Only if you have a public IP on your WAN.

4 Likes

Delete this. Assuming the gaming laptop is running on 192.168.1.161 then the redirect looks ok.

It's also worth checking that the devices running Parsec don't have local firewalls that might be interfering with the traffic.

I've deleted the rule and checked the firewall settings for parsec on both devices, both being allowend on private aswell as public but it is still not working.

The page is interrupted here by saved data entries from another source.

//! Discount coupons.
//!
//! The admin UI and the backend name discount fields differently. Translation
//! is explicit in both directions: [`DiscountPayload::from_draft`] builds the
//! request body and [`Discount::from`] converts a [`DiscountRecord`] into the
//! view held by the discounts store.

use serde::{Deserialize, Serialize};
use serde_json::Value;

use super::{decode, non_blank, resource_path, server_pagination, unwrap_data, with_query, Page, PageQuery};
use crate::client::ApiClient;
use crate::error::{ApiError, ApiResult};
use crate::http::HttpMethod;

pub const DEFAULT_PAGE_SIZE: u32 = 10;
/// Every discount created from the admin UI is a coupon.
const COUPON: &str = "coupon";
/// Selecting this category applies the discount everywhere.
const ALL_CATEGORIES: &str = "all";

/// Kind of discount. Types the admin UI cannot edit are carried through
/// verbatim so they survive a list and a resave.
#[derive(Debug, Clone, PartialEq, Eq, Serialize, Deserialize)]
#[serde(rename_all = "lowercase")]
pub enum DiscountType {
    Percentage,
    Fixed,
    #[serde(untagged)]
    Other(String),
}

#[derive(Debug, Clone, Copy, PartialEq, Eq, Serialize, Deserialize)]
#[serde(rename_all = "lowercase")]
pub enum DiscountStatus {
    Active,
    Inactive,
}

impl DiscountStatus {
    pub fn toggled(self) -> Self {
        match self {
            DiscountStatus::Active => DiscountStatus::Inactive,
            DiscountStatus::Inactive => DiscountStatus::Active,
        }
    }
}

/// Discount as the backend stores it.
#[derive(Debug, Clone, PartialEq, Deserialize)]
#[serde(rename_all = "camelCase")]
pub struct DiscountRecord {
    #[serde(rename = "_id")]
    pub id: String,
    #[serde(default)]
    pub code: String,
    #[serde(default)]
    pub title: Option<String>,
    #[serde(default)]
    pub description: Option<String>,
    pub discount_type: DiscountType,
    #[serde(default)]
    pub value: f64,
    #[serde(default)]
    pub min_purchase: f64,
    #[serde(default)]
    pub max_discount: Option<f64>,
    #[serde(default)]
    pub valid_from: String,
    #[serde(default)]
    pub valid_until: String,
    #[serde(default)]
    pub usage_limit: Option<u64>,
    #[serde(default)]
    pub used_count: u64,
    #[serde(default)]
    pub is_active: bool,
    #[serde(default)]
    pub applicable_categories: Vec<String>,
    #[serde(default)]
    pub excluded_products: Vec<String>,
    #[serde(default)]
    pub created_at: Option<String>,
    #[serde(default)]
    pub updated_at: Option<String>,
}

/// Discount as the admin UI sees it.
#[derive(Debug, Clone, PartialEq, Serialize)]
#[serde(rename_all = "camelCase")]
pub struct Discount {
    pub id: String,
    pub code: String,
    pub title: String,
    pub description: String,
    #[serde(rename = "type")]
    pub kind: DiscountType,
    pub value: f64,
    pub min_order_amount: f64,
    pub max_discount: Option<f64>,
    pub valid_from: String,
    pub valid_to: String,
    pub usage_limit: Option<u64>,
    pub usage_count: u64,
    pub status: DiscountStatus,
    pub applicable_categories: Vec<String>,
    pub excluded_products: Vec<String>,
    pub created_at: Option<String>,
    pub updated_at: Option<String>,
}

impl From<DiscountRecord> for Discount {
    fn from(record: DiscountRecord) -> Self {
        let title = record
            .title
            .filter(|t| !t.is_empty())
            .unwrap_or_else(|| format!("{} Discount", record.code));
        Self {
            id: record.id,
            code: record.code,
            title,
            description: record.description.unwrap_or_default(),
            kind: record.discount_type,
            value: record.value,
            min_order_amount: record.min_purchase,
            max_discount: record.max_discount.filter(|v| *v != 0.0),
            valid_from: record.valid_from,
            valid_to: record.valid_until,
            usage_limit: record.usage_limit,
            usage_count: record.used_count,
            status: if record.is_active {
                DiscountStatus::Active
            } else {
                DiscountStatus::Inactive
            },
            applicable_categories: record.applicable_categories,
            excluded_products: record.excluded_products,
            created_at: record.created_at,
            updated_at: record.updated_at,
        }
    }
}

/// Form input for creating or editing a discount.
#[derive(Debug, Clone, PartialEq)]
pub struct DiscountDraft {
    pub code: String,
    pub title: String,
    pub kind: DiscountType,
    pub value: f64,
    pub min_order_amount: f64,
    pub max_discount: Option<f64>,
    pub valid_from: String,
    pub valid_to: String,
    pub usage_limit: Option<u64>,
    pub applicable_categories: Vec<String>,
    pub status: DiscountStatus,
}

/// Request body for `POST /discount` and `PUT /discount/{id}`.
#[derive(Debug, Clone, PartialEq, Serialize)]
#[serde(rename_all = "camelCase")]
pub struct DiscountPayload {
    pub code: String,
    #[serde(rename = "type")]
    pub kind: &'static str,
    pub discount_type: DiscountType,
    pub value: f64,
    pub min_purchase: f64,
    pub max_discount: Option<f64>,
    pub valid_from: String,
    pub valid_until: String,
    pub usage_limit: Option<u64>,
    pub applicable_categories: Vec<String>,
    pub excluded_products: Vec<String>,
    pub is_active: bool,
}

impl DiscountPayload {
    pub fn from_draft(draft: &DiscountDraft) -> ApiResult<Self> {
        let code = non_blank(&draft.code)
            .or_else(|| non_blank(&draft.title))
            .ok_or_else(|| ApiError::validation("code", "Discount code is required"))?;
        let applicable_categories = if draft.applicable_categories.iter().any(|c| c == ALL_CATEGORIES) {
            Vec::new()
        } else {
            draft.applicable_categories.clone()
        };

        Ok(Self {
            code: code.to_string(),
            kind: COUPON,
            discount_type: draft.kind.clone(),
            value: draft.value,
            min_purchase: draft.min_order_amount,
            max_discount: draft.max_discount.filter(|v| *v != 0.0),
            valid_from: draft.valid_from.clone(),
            valid_until: draft.valid_to.clone(),
            usage_limit: draft.usage_limit,
            applicable_categories,
            excluded_products: Vec::new(),
            is_active: draft.status == DiscountStatus::Active,
        })
    }
}

pub struct DiscountsApi<'a> {
    client: &'a ApiClient,
}

impl<'a> DiscountsApi<'a> {
    pub fn new(client: &'a ApiClient) -> Self {
        Self { client }
    }

    pub fn list(&self, query: &PageQuery) -> ApiResult<Page<Discount>> {
        let payload = self.client.get(&with_query("/discount/all", &query.pairs()))?;
        let data = unwrap_data(payload);
        let records: Vec<DiscountRecord> = match data.get("discounts") {
            Some(list) if !list.is_null() => decode(list.clone(), "discounts")?,
            _ => Vec::new(),
        };
        Ok(Page {
            items: records.into_iter().map(Discount::from).collect(),
            pagination: server_pagination(&data, query.limit.unwrap_or(DEFAULT_PAGE_SIZE)),
        })
    }

    pub fn expired(&self) -> ApiResult<Vec<Discount>> {
        let payload = self.client.get("/discount/expired")?;
        let records: Vec<DiscountRecord> = match unwrap_data(payload) {
            Value::Null => Vec::new(),
            list => decode(list, "expired discounts")?,
        };
        Ok(records.into_iter().map(Discount::from).collect())
    }

    pub fn get(&self, id: &str) -> ApiResult<Discount> {
        let payload = self.client.get(&resource_path(&["discount", id]))?;
        decode::<DiscountRecord>(unwrap_data(payload), "discount").map(Discount::from)
    }

    pub fn create(&self, draft: &DiscountDraft) -> ApiResult<Discount> {
        let body = DiscountPayload::from_draft(draft)?;
        let payload = self.client.send_json(HttpMethod::Post, "/discount", &body)?;
        decode::<DiscountRecord>(unwrap_data(payload), "created discount").map(Discount::from)
    }

    pub fn update(&self, id: &str, draft: &DiscountDraft) -> ApiResult<Discount> {
        let body = DiscountPayload::from_draft(draft)?;
        let payload = self
            .client
            .send_json(HttpMethod::Put, &resource_path(&["discount", id]), &body)?;
        decode::<DiscountRecord>(unwrap_data(payload), "updated discount").map(Discount::from)
    }

    pub fn remove(&self, id: &str) -> ApiResult<()> {
        self.client.delete(&resource_path(&["discount", id]))?;
        Ok(())
    }
}

#[cfg(test)]
mod tests {
    use super::*;
    use crate::http::RequestBody;
    use crate::testing::scripted_client;
    use serde_json::json;

    fn draft() -> DiscountDraft {
        DiscountDraft {
            code: "DIWALI20".into(),
            title: "Diwali".into(),
            kind: DiscountType::Percentage,
            value: 20.0,
            min_order_amount: 500.0,
            max_discount: None,
            valid_from: "2024-10-01".into(),
            valid_to: "2024-11-01".into(),
            usage_limit: Some(100),
            applicable_categories: vec!["all".into(), "c1".into()],
            status: DiscountStatus::Active,
        }
    }

    fn record_json() -> Value {
        json!({
            "_id": "d1", "code": "DIWALI20", "discountType": "percentage", "value": 20.0,
            "minPurchase": 500.0, "validFrom": "2024-10-01", "validUntil": "2024-11-01",
            "usageLimit": 100, "usedCount": 7, "isActive": true
        })
    }

    #[test]
    fn draft_translates_to_backend_names() {
        let body = serde_json::to_value(DiscountPayload::from_draft(&draft()).unwrap()).unwrap();
        assert_eq!(
            body,
            json!({
                "code": "DIWALI20", "type": "coupon", "discountType": "percentage", "value": 20.0,
                "minPurchase": 500.0, "maxDiscount": null, "validFrom": "2024-10-01",
                "validUntil": "2024-11-01", "usageLimit": 100, "applicableCategories": [],
                "excludedProducts": [], "isActive": true
            })
        );
    }

    #[test]
    fn blank_code_falls_back_to_title() {
        let mut d = draft();
        d.code = "  ".into();
        assert_eq!(DiscountPayload::from_draft(&d).unwrap().code, "Diwali");
        d.title = String::new();
        let err = DiscountPayload::from_draft(&d).unwrap_err();
        assert!(matches!(err, ApiError::Validation { field: "code", .. }));
    }

    #[test]
    fn record_translates_to_view() {
        let record: DiscountRecord = serde_json::from_value(record_json()).unwrap();
        let view = Discount::from(record);
        assert_eq!(view.id, "d1");
        assert_eq!(view.title, "DIWALI20 Discount");
        assert_eq!(view.kind, DiscountType::Percentage);
        assert_eq!(view.min_order_amount, 500.0);
        assert_eq!(view.valid_to, "2024-11-01");
        assert_eq!(view.usage_count, 7);
        assert_eq!(view.status, DiscountStatus::Active);
        assert!(view.applicable_categories.is_empty());
    }

    #[test]
    fn unrecognised_type_passes_through_untouched() {
        let (client, transport, _) = scripted_client();
        let mut bogo = record_json();
        bogo["_id"] = json!("d2");
        bogo["discountType"] = json!("bogo");
        transport.push_json(200, json!({"discounts": [record_json(), bogo]}));

        let page = client.discounts().list(&PageQuery::new(1, 10)).unwrap();
        assert_eq!(page.items.len(), 2);
        assert_eq!(page.items[1].kind, DiscountType::Other("bogo".into()));

        let mut resave = draft();
        resave.kind = page.items[1].kind.clone();
        let body = serde_json::to_value(DiscountPayload::from_draft(&resave).unwrap()).unwrap();
        assert_eq!(body["discountType"], "bogo");
    }

    #[test]
    fn list_reads_server_pagination() {
        let (client, transport, _) = scripted_client();
        transport.push_json(
            200,
            json!({"data": {"discounts": [record_json()], "total": 11, "totalPages": 2, "currentPage": 2, "limit": 10}}),
        );
        let page = client.discounts().list(&PageQuery::new(2, 10)).unwrap();
        assert_eq!(page.items.len(), 1);
        assert_eq!(page.pagination.page, 2);
        assert_eq!(page.pagination.pages, 2);
        assert_eq!(page.pagination.total, 11);
        assert_eq!(transport.last_request().unwrap().endpoint, "/discount/all?page=2&limit=10");
    }

    #[test]
    fn create_posts_translated_json() {
        let (client, transport, _) = scripted_client();
        transport.push_json(201, json!({"data": record_json()}));
        let created = client.discounts().create(&draft()).unwrap();
        assert_eq!(created.code, "DIWALI20");

        let req = transport.last_request().unwrap();
        assert_eq!(req.endpoint, "/discount");
        assert_eq!(req.header("content-type"), Some("application/json"));
        let Some(RequestBody::Json(body)) = req.body else {
            panic!("expected JSON body");
        };
        let sent: Value = serde_json::from_str(&body).unwrap();
        assert_eq!(sent["type"], "coupon");
        assert_eq!(sent["validUntil"], "2024-11-01");
    }

    #[test]
    fn expired_and_delete_paths() {
        let (client, transport, _) = scripted_client();
        transport.push_json(200, json!({"data": [record_json()]}));
        transport.push_json(200, json!({"message": "Discount deleted"}));
        assert_eq!(client.discounts().expired().unwrap().len(), 1);
        client.discounts().remove("d1").unwrap();
        let requests = transport.requests();
        assert_eq!(requests[0].endpoint, "/discount/expired");
        assert_eq!(requests[1].method, HttpMethod::Delete);
        assert_eq!(requests[1].endpoint, "/discount/d1");
    }
}
impl ApiClient {
    pub fn new(config: ClientConfig, session: SessionContext, transport: Arc<dyn Transport>) -> Self {
        Self {
            config: Arc::new(config),
            session,
            transport,
        }
    }

    /// Production wiring: file-backed session restored from
    /// `config.token_path` and a blocking `ureq` transport.
    pub fn from_config(config: ClientConfig) -> ApiResult<Self> {
        let store = Arc::new(FileTokenStore::new(&config.token_path));
        let session = SessionContext::restore(store)?;
        let transport = Arc::new(UreqTransport::new(config.timeout));
        Ok(Self::new(config, session, transport))
    }

    pub fn config(&self) -> &ClientConfig {
        &self.config
    }

    pub fn session(&self) -> &SessionContext {
        &self.session
    }

    pub fn base_url(&self) -> &str {
        &self.config.base_url
    }

    /// Build a request for `endpoint` (a path relative to the base URL).
    ///
    /// Adds `Authorization: Bearer <token>` when a token is given and
    /// `Content-Type: application/json` unless the body is multipart.
    /// `overrides` replace headers of the same name; a multipart body never
    /// carries a caller-set content type.
    pub fn build_request(
        &self,
        method: HttpMethod,
        endpoint: &str,
        body: Option<RequestBody>,
        token: Option<&str>,
        overrides: &[(String, String)],
    ) -> HttpRequest {
        let is_multipart = matches!(body, Some(RequestBody::Multipart(_)));
        let mut headers: Vec<(String, String)> = Vec::new();
        if let Some(token) = token {
            headers.push(("Authorization".to_string(), format!("Bearer {token}")));
        }
        if !is_multipart {
            headers.push(("Content-Type".to_string(), "application/json".to_string()));
        }
        for (name, value) in overrides {
            headers.retain(|(existing, _)| !existing.eq_ignore_ascii_case(name));
            headers.push((name.clone(), value.clone()));
        }
        if is_multipart {
            headers.retain(|(name, _)| !name.eq_ignore_ascii_case("content-type"));
        }

        HttpRequest {
            method,
            path: format!("{}{}", self.config.base_url, endpoint),
            endpoint: endpoint.to_string(),
            headers,
            body,
        }
    }

    /// Interpret a response: the decoded payload on 2xx, a structured
    /// `HttpError` otherwise.
    pub fn parse_response(&self, response: &HttpResponse, endpoint: &str, method: HttpMethod) -> ApiResult<Value> {
        let payload = decode_payload(response);
        if response.is_success() {
            return Ok(payload);
        }
        let message = resolve_error_message(&payload, response.status, &response.status_text);
        Err(ApiError::Http(HttpError {
            message,
            status: response.status,
            status_text: response.status_text.clone(),
            payload,
            endpoint: endpoint.to_string(),
            method,
        }))
    }

    /// Issue a request and return the decoded success payload.
    pub fn send(&self, method: HttpMethod, endpoint: &str, body: Option<RequestBody>) -> ApiResult<Value> {
        self.send_with_headers(method, endpoint, body, &[])
    }

    #[tracing::instrument(name = "api_request", skip_all, fields(method = %method, endpoint = %endpoint))]
    pub fn send_with_headers(
        &self,
        method: HttpMethod,
        endpoint: &str,
        body: Option<RequestBody>,
        overrides: &[(String, String)],
    ) -> ApiResult<Value> {
        let token = self.session.token();
        let request = self.build_request(method, endpoint, body, token.as_deref(), overrides);
        log_outgoing(&request, token.is_some());

        let start = Instant::now();
        let response = self.transport.execute(&request).map_err(|e| {
            warn!(error = %e, base_url = %self.config.base_url, "Network error");
            ApiError::network(e.0)
        })?;
        let duration_ms = start.elapsed().as_millis() as u64;

        if response.status == 401 {
            if let Some(token) = token.as_deref() {
                self.session.evict_if_current(token, endpoint);
                return Err(ApiError::SessionExpired {
                    endpoint: endpoint.to_string(),
                });
            }
        }

        let result = self.parse_response(&response, endpoint, method);
        match &result {
            Ok(_) => info!(status = response.status, duration_ms, "Request completed"),
            Err(e) => warn!(status = response.status, duration_ms, error = %e, "Request failed"),
        }
        result
    }

    pub fn get(&self, endpoint: &str) -> ApiResult<Value> {
        self.send(HttpMethod::Get, endpoint, None)
    }

    pub fn delete(&self, endpoint: &str) -> ApiResult<Value> {
        self.send(HttpMethod::Delete, endpoint, None)
    }

    pub fn send_json<T: Serialize + ?Sized>(&self, method: HttpMethod, endpoint: &str, body: &T) -> ApiResult<Value> {
        self.send(method, endpoint, Some(json_body(body)?))
    }

    pub fn send_form(&self, method: HttpMethod, endpoint: &str, form: MultipartForm) -> ApiResult<Value> {
        self.send(method, endpoint, Some(RequestBody::Multipart(form)))
    }
}
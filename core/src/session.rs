//! Session context: the one piece of state shared by every API call.
//!
//! # Design
//! The token lives in a `SessionContext` handle injected into `ApiClient`
//! rather than in ambient storage. The durable copy goes through a
//! `TokenStore`. Eviction on 401 is compare-and-clear: only the request that
//! still holds the current token evicts it, so concurrent 401s notify
//! observers once.

use std::collections::HashMap;
use std::fs;
use std::path::{Path, PathBuf};
use std::sync::Arc;

use parking_lot::{Mutex, RwLock};
use tracing::{debug, warn};

use crate::error::{ApiError, ApiResult};

/// Well-known key the token is persisted under.
pub const TOKEN_STORAGE_KEY: &str = "adminToken";

/// Durable storage for the session token.
pub trait TokenStore: Send + Sync {
    fn load(&self) -> ApiResult<Option<String>>;
    fn save(&self, token: &str) -> ApiResult<()>;
    fn remove(&self) -> ApiResult<()>;
}

/// Process-local token store.
#[derive(Debug, Default)]
pub struct MemoryTokenStore {
    token: Mutex<Option<String>>,
}

impl MemoryTokenStore {
    pub fn new() -> Self {
        Self::default()
    }

    pub fn with_token(token: &str) -> Self {
        Self {
            token: Mutex::new(Some(token.to_string())),
        }
    }
}

impl TokenStore for MemoryTokenStore {
    fn load(&self) -> ApiResult<Option<String>> {
        Ok(self.token.lock().clone())
    }

    fn save(&self, token: &str) -> ApiResult<()> {
        *self.token.lock() = Some(token.to_string());
        Ok(())
    }

    fn remove(&self) -> ApiResult<()> {
        *self.token.lock() = None;
        Ok(())
    }
}

/// JSON file holding `{ "adminToken": "<token>" }`.
#[derive(Debug, Clone)]
pub struct FileTokenStore {
    path: PathBuf,
}

impl FileTokenStore {
    pub fn new(path: impl Into<PathBuf>) -> Self {
        Self { path: path.into() }
    }

    pub fn path(&self) -> &Path {
        &self.path
    }

    fn read_entries(&self) -> ApiResult<HashMap<String, String>> {
        match fs::read_to_string(&self.path) {
            Ok(raw) if raw.trim().is_empty() => Ok(HashMap::new()),
            Ok(raw) => serde_json::from_str(&raw).map_err(|e| ApiError::Storage(e.to_string())),
            Err(e) if e.kind() == std::io::ErrorKind::NotFound => Ok(HashMap::new()),
            Err(e) => Err(ApiError::Storage(e.to_string())),
        }
    }

    fn write_entries(&self, entries: &HashMap<String, String>) -> ApiResult<()> {
        if let Some(parent) = self.path.parent() {
            if !parent.as_os_str().is_empty() {
                fs::create_dir_all(parent).map_err(|e| ApiError::Storage(e.to_string()))?;
            }
        }
        let raw = serde_json::to_string_pretty(entries).map_err(|e| ApiError::Storage(e.to_string()))?;
        fs::write(&self.path, raw).map_err(|e| ApiError::Storage(e.to_string()))
    }
}

impl TokenStore for FileTokenStore {
    fn load(&self) -> ApiResult<Option<String>> {
        Ok(self
            .read_entries()?
            .remove(TOKEN_STORAGE_KEY)
            .filter(|token| !token.is_empty()))
    }

    fn save(&self, token: &str) -> ApiResult<()> {
        let mut entries = self.read_entries()?;
        entries.insert(TOKEN_STORAGE_KEY.to_string(), token.to_string());
        self.write_entries(&entries)
    }

    fn remove(&self) -> ApiResult<()> {
        let mut entries = self.read_entries()?;
        if entries.remove(TOKEN_STORAGE_KEY).is_some() {
            self.write_entries(&entries)?;
        }
        Ok(())
    }
}

/// Notified after the session token has been evicted by a 401.
pub trait SessionObserver: Send + Sync {
    fn session_expired(&self, endpoint: &str);
}

struct SessionInner {
    token: RwLock<Option<String>>,
    store: Arc<dyn TokenStore>,
    observers: RwLock<Vec<Arc<dyn SessionObserver>>>,
}

/// Cloneable handle to the current session.
#[derive(Clone)]
pub struct SessionContext {
    inner: Arc<SessionInner>,
}

impl std::fmt::Debug for SessionContext {
    fn fmt(&self, f: &mut std::fmt::Formatter<'_>) -> std::fmt::Result {
        f.debug_struct("SessionContext")
            .field("authenticated", &self.is_authenticated())
            .finish()
    }
}

impl SessionContext {
    /// Empty session backed by `store`; nothing is read from it.
    pub fn new(store: Arc<dyn TokenStore>) -> Self {
        Self {
            inner: Arc::new(SessionInner {
                token: RwLock::new(None),
                store,
                observers: RwLock::new(Vec::new()),
            }),
        }
    }

    /// Session seeded from whatever token `store` holds.
    pub fn restore(store: Arc<dyn TokenStore>) -> ApiResult<Self> {
        let token = store.load()?;
        debug!(has_token = token.is_some(), "Restored session from token store");
        let session = Self::new(store);
        *session.inner.token.write() = token;
        Ok(session)
    }

    /// In-memory session, mostly for tests.
    pub fn in_memory() -> Self {
        Self::new(Arc::new(MemoryTokenStore::new()))
    }

    pub fn token(&self) -> Option<String> {
        self.inner.token.read().clone()
    }

    pub fn is_authenticated(&self) -> bool {
        self.inner.token.read().is_some()
    }

    /// Persist and adopt a token after a successful login.
    ///
    /// The write guard is held across the store call so memory and disk
    /// change together with respect to `clear` and `evict_if_current`.
    pub fn set_token(&self, token: &str) -> ApiResult<()> {
        let mut current = self.inner.token.write();
        self.inner.store.save(token)?;
        *current = Some(token.to_string());
        Ok(())
    }

    /// Drop the token (logout). Persistence failures are logged, the
    /// in-memory token is cleared regardless.
    pub fn clear(&self) {
        let mut current = self.inner.token.write();
        current.take();
        if let Err(e) = self.inner.store.remove() {
            warn!(error = %e, "Failed to remove persisted token");
        }
    }

    /// Evict `token` if it is still the current one. Returns `true` for the
    /// single caller that performed the eviction; observers are notified only
    /// in that case.
    pub fn evict_if_current(&self, token: &str, endpoint: &str) -> bool {
        {
            let mut current = self.inner.token.write();
            if current.as_deref() != Some(token) {
                return false;
            }
            current.take();
            if let Err(e) = self.inner.store.remove() {
                warn!(error = %e, "Failed to remove persisted token during eviction");
            }
        }
        warn!(endpoint = %endpoint, "Session token rejected; evicted");

        let observers = self.inner.observers.read().clone();
        for observer in observers {
            observer.session_expired(endpoint);
        }
        true
    }

    pub fn subscribe(&self, observer: Arc<dyn SessionObserver>) {
        self.inner.observers.write().push(observer);
    }
}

What's the first two octets of your public IP address? E.g. if it were 10.1.2.3 the first two octets would be 10.1

I had a similar issue reported for troubleshooting related to parsec.
While digging sone docs we found that parsec does not support CGNAT, so make sure you are not behind one.

While orthogonal to your issue, please upgrade to a security supported version of OpenWrt (very) soon, so 23.05.0 (or at least 22.03.5). Your archer c7 v2 shouldn't have any issues running 23.05.x.